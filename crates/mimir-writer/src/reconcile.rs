//! The reconcile loop.
//!
//! Each lifecycle [`Event`] is handled to completion and produces an
//! [`Outcome`]: the unit [`Status`] the caller should report, plus any rule
//! groups that could not be pushed. Nothing is carried between events; every
//! reconciliation recomputes state from the unit model.

use std::fmt;
use std::str::FromStr;
use std::sync::Arc;

use serde::{Deserialize, Serialize};
use tracing::{debug, info, warn};

use mimir_alerts::{AlertingConfiguration, RuleClient};
use mimir_config::{build, required_directories, ConfigurationDocument, MimirSettings};

use crate::error::{ReconcileError, WorkloadError};
use crate::peers::PeerDirectory;
use crate::relation::UnitModel;
use crate::workload::{DeploymentProfile, WorkloadController};

/// Reason reported while the supervisor is unreachable.
pub const WAITING_FOR_CONTAINER: &str = "waiting for mimir container";

/// Reason reported when several units would each keep local-only storage.
pub const NEEDS_SHARED_STORAGE: &str = "replication requires durable shared storage";

/// Lifecycle events the loop reacts to.
#[derive(Debug, Clone, Copy, PartialEq, Eq, Serialize, Deserialize)]
#[serde(rename_all = "kebab-case")]
pub enum Event {
    /// The workload container's supervisor became reachable.
    WorkloadReady,
    /// Operator settings changed.
    ConfigChanged,
    /// Peer or upstream rule relation data changed.
    PeerRelationChanged,
}

impl fmt::Display for Event {
    fn fmt(&self, f: &mut fmt::Formatter<'_>) -> fmt::Result {
        match self {
            Self::WorkloadReady => write!(f, "workload-ready"),
            Self::ConfigChanged => write!(f, "config-changed"),
            Self::PeerRelationChanged => write!(f, "peer-relation-changed"),
        }
    }
}

impl FromStr for Event {
    type Err = String;

    fn from_str(s: &str) -> Result<Self, Self::Err> {
        match s {
            "workload-ready" => Ok(Self::WorkloadReady),
            "config-changed" => Ok(Self::ConfigChanged),
            "peer-relation-changed" => Ok(Self::PeerRelationChanged),
            other => Err(format!(
                "unknown event '{other}', expected workload-ready, config-changed or peer-relation-changed"
            )),
        }
    }
}

/// Unit status after a reconciliation.
#[derive(Debug, Clone, PartialEq, Eq, Serialize, Deserialize)]
#[serde(tag = "state", content = "reason", rename_all = "lowercase")]
pub enum Status {
    /// Something transient is missing; a later event retries.
    Waiting(String),
    /// The operator must change something.
    Blocked(String),
    /// The workload runs with the current configuration.
    Active,
}

impl Status {
    /// Returns true for [`Status::Active`].
    #[must_use]
    pub const fn is_active(&self) -> bool {
        matches!(self, Self::Active)
    }
}

impl fmt::Display for Status {
    fn fmt(&self, f: &mut fmt::Formatter<'_>) -> fmt::Result {
        match self {
            Self::Waiting(reason) => write!(f, "waiting: {reason}"),
            Self::Blocked(reason) => write!(f, "blocked: {reason}"),
            Self::Active => write!(f, "active"),
        }
    }
}

impl From<&ReconcileError> for Status {
    fn from(err: &ReconcileError) -> Self {
        match err {
            ReconcileError::Workload(e) if e.is_not_ready() => {
                Self::Waiting(WAITING_FOR_CONTAINER.to_string())
            }
            ReconcileError::Workload(WorkloadError::Render(e)) => {
                Self::Blocked(format!("invalid configuration: {e}"))
            }
            ReconcileError::Workload(e) => Self::Waiting(e.to_string()),
            ReconcileError::Config(_) | ReconcileError::Alerting(_) => {
                Self::Blocked(err.to_string())
            }
        }
    }
}

/// Result of handling one event.
#[derive(Debug, Clone, PartialEq, Eq, Serialize, Deserialize)]
pub struct Outcome {
    /// Status to report.
    pub status: Status,
    /// Rule groups that failed to push, as `relation/group`.
    #[serde(default, skip_serializing_if = "Vec::is_empty")]
    pub failed_groups: Vec<String>,
}

impl Outcome {
    fn status(status: Status) -> Self {
        Self {
            status,
            failed_groups: Vec::new(),
        }
    }
}

/// Event-driven controller for one Mimir unit.
///
/// `handle` takes `&mut self`, so one loop never reconciles two events at
/// once.
pub struct ReconcileLoop {
    model: Arc<dyn UnitModel>,
    peers: PeerDirectory,
    workload: WorkloadController,
    rules: RuleClient,
    profile: DeploymentProfile,
}

impl fmt::Debug for ReconcileLoop {
    fn fmt(&self, f: &mut fmt::Formatter<'_>) -> fmt::Result {
        f.debug_struct("ReconcileLoop")
            .field("peers", &self.peers)
            .field("workload", &self.workload)
            .field("rules", &self.rules)
            .field("profile", &self.profile)
            .finish_non_exhaustive()
    }
}

impl ReconcileLoop {
    /// Assemble a loop from its collaborators.
    #[must_use]
    pub fn new(
        model: Arc<dyn UnitModel>,
        peers: PeerDirectory,
        workload: WorkloadController,
        rules: RuleClient,
    ) -> Self {
        Self {
            model,
            peers,
            workload,
            rules,
            profile: DeploymentProfile::default(),
        }
    }

    /// Use `profile` to pick the start targets.
    #[must_use]
    pub const fn with_profile(mut self, profile: DeploymentProfile) -> Self {
        self.profile = profile;
        self
    }

    /// The deployment profile in use.
    #[must_use]
    pub const fn profile(&self) -> DeploymentProfile {
        self.profile
    }

    /// Handle one event to completion.
    pub async fn handle(&mut self, event: Event) -> Outcome {
        info!(event = %event, "reconciling");
        let result = match event {
            Event::WorkloadReady => self.on_workload_ready().await,
            Event::ConfigChanged => self.on_config_changed().await,
            Event::PeerRelationChanged => self.on_relation_changed().await,
        };

        let outcome = result.unwrap_or_else(|err| {
            let status = Status::from(&err);
            match status {
                Status::Blocked(_) => warn!(event = %event, error = %err, "reconcile blocked"),
                _ => info!(event = %event, error = %err, "reconcile deferred"),
            }
            Outcome::status(status)
        });

        info!(
            event = %event,
            status = %outcome.status,
            failed_groups = outcome.failed_groups.len(),
            "reconciled"
        );
        outcome
    }

    /// Render the configuration document from the current model.
    ///
    /// # Errors
    ///
    /// Returns an error if the operator settings do not parse.
    pub fn render(&self) -> Result<ConfigurationDocument, ReconcileError> {
        let settings = self.model.settings().parse()?;
        Ok(self.document(&settings))
    }

    fn document(&self, settings: &MimirSettings) -> ConfigurationDocument {
        let relation = self.model.peer_relation();
        let peers = self.peers.resolve_peers(relation.as_deref());
        debug!(peers = peers.len(), "resolved peers");
        build(settings, &peers)
    }

    fn alerting_config(&self) -> Result<AlertingConfiguration, ReconcileError> {
        let settings = self.model.settings();
        Ok(AlertingConfiguration::from_operator(
            settings.alertmanager_config.as_deref(),
            settings.alertmanager_templates.as_deref(),
        )?)
    }

    fn ensure_connected(&self) -> Result<(), ReconcileError> {
        if self.workload.can_connect() {
            Ok(())
        } else {
            Err(WorkloadError::NotReady.into())
        }
    }

    async fn on_workload_ready(&self) -> Result<Outcome, ReconcileError> {
        self.ensure_connected()?;
        let settings = self.model.settings().parse()?;
        let alerting = self.alerting_config()?;

        self.workload.ensure_directories(&required_directories())?;
        self.workload.push_config(&self.document(&settings))?;
        self.workload.start(self.profile.targets())?;
        self.model.publish_peer_hostname(self.peers.local_address());
        self.push_alerting_config(&alerting).await;

        Ok(Outcome::status(self.settled_status(&settings)))
    }

    async fn on_config_changed(&self) -> Result<Outcome, ReconcileError> {
        self.ensure_connected()?;
        let settings = self.model.settings().parse()?;
        let alerting = self.alerting_config()?;

        self.workload.push_config(&self.document(&settings))?;
        self.workload.restart(self.profile.targets())?;
        self.push_alerting_config(&alerting).await;

        Ok(Outcome::status(self.settled_status(&settings)))
    }

    async fn on_relation_changed(&self) -> Result<Outcome, ReconcileError> {
        self.ensure_connected()?;

        let mut failed_groups = Vec::new();
        for (relation, file) in self.model.alert_rules() {
            for group in &file.groups {
                let id = format!("{relation}/{}", group.name);
                if let Err(e) = group.validate() {
                    warn!(group = %id, error = %e, "skipping invalid rule group");
                    failed_groups.push(id);
                    continue;
                }
                match self.rules.set_rule_group(group).await {
                    Ok(status) => debug!(group = %id, status, "pushed rule group"),
                    Err(e) => {
                        warn!(group = %id, error = %e, "failed to push rule group");
                        failed_groups.push(id);
                    }
                }
            }
        }

        if !failed_groups.is_empty() {
            warn!(failed = ?failed_groups, "some rule groups were not pushed");
        }
        // Rules are pushed even when the settings are invalid.
        let status = match self.model.settings().parse() {
            Ok(settings) => self.settled_status(&settings),
            Err(e) => Status::from(&ReconcileError::from(e)),
        };
        Ok(Outcome {
            status,
            failed_groups,
        })
    }

    /// Status once an event's work is done. A multi-unit deployment without
    /// shared storage stays blocked until the settings change.
    fn settled_status(&self, settings: &MimirSettings) -> Status {
        let planned = self.model.planned_units();
        if planned > 1 && !settings.has_object_store() {
            warn!(planned_units = planned, "multiple units without object storage");
            Status::Blocked(NEEDS_SHARED_STORAGE.to_string())
        } else {
            Status::Active
        }
    }

    async fn push_alerting_config(&self, config: &AlertingConfiguration) {
        match self.rules.set_alerting_config(config).await {
            Ok(status) => debug!(status, "pushed alerting configuration"),
            Err(e) => warn!(error = %e, "failed to push alerting configuration"),
        }
    }
}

◆ ◆ ◆ ◆ ◆ ◆ ◆

● **About this task**: Filter the records above for "planned" and copy every matching line.

● **Answer area**:
        let planned = self.model.planned_units();
        if planned > 1 && !settings.has_object_store() {
            warn!(planned_units = planned, "multiple units without object storage");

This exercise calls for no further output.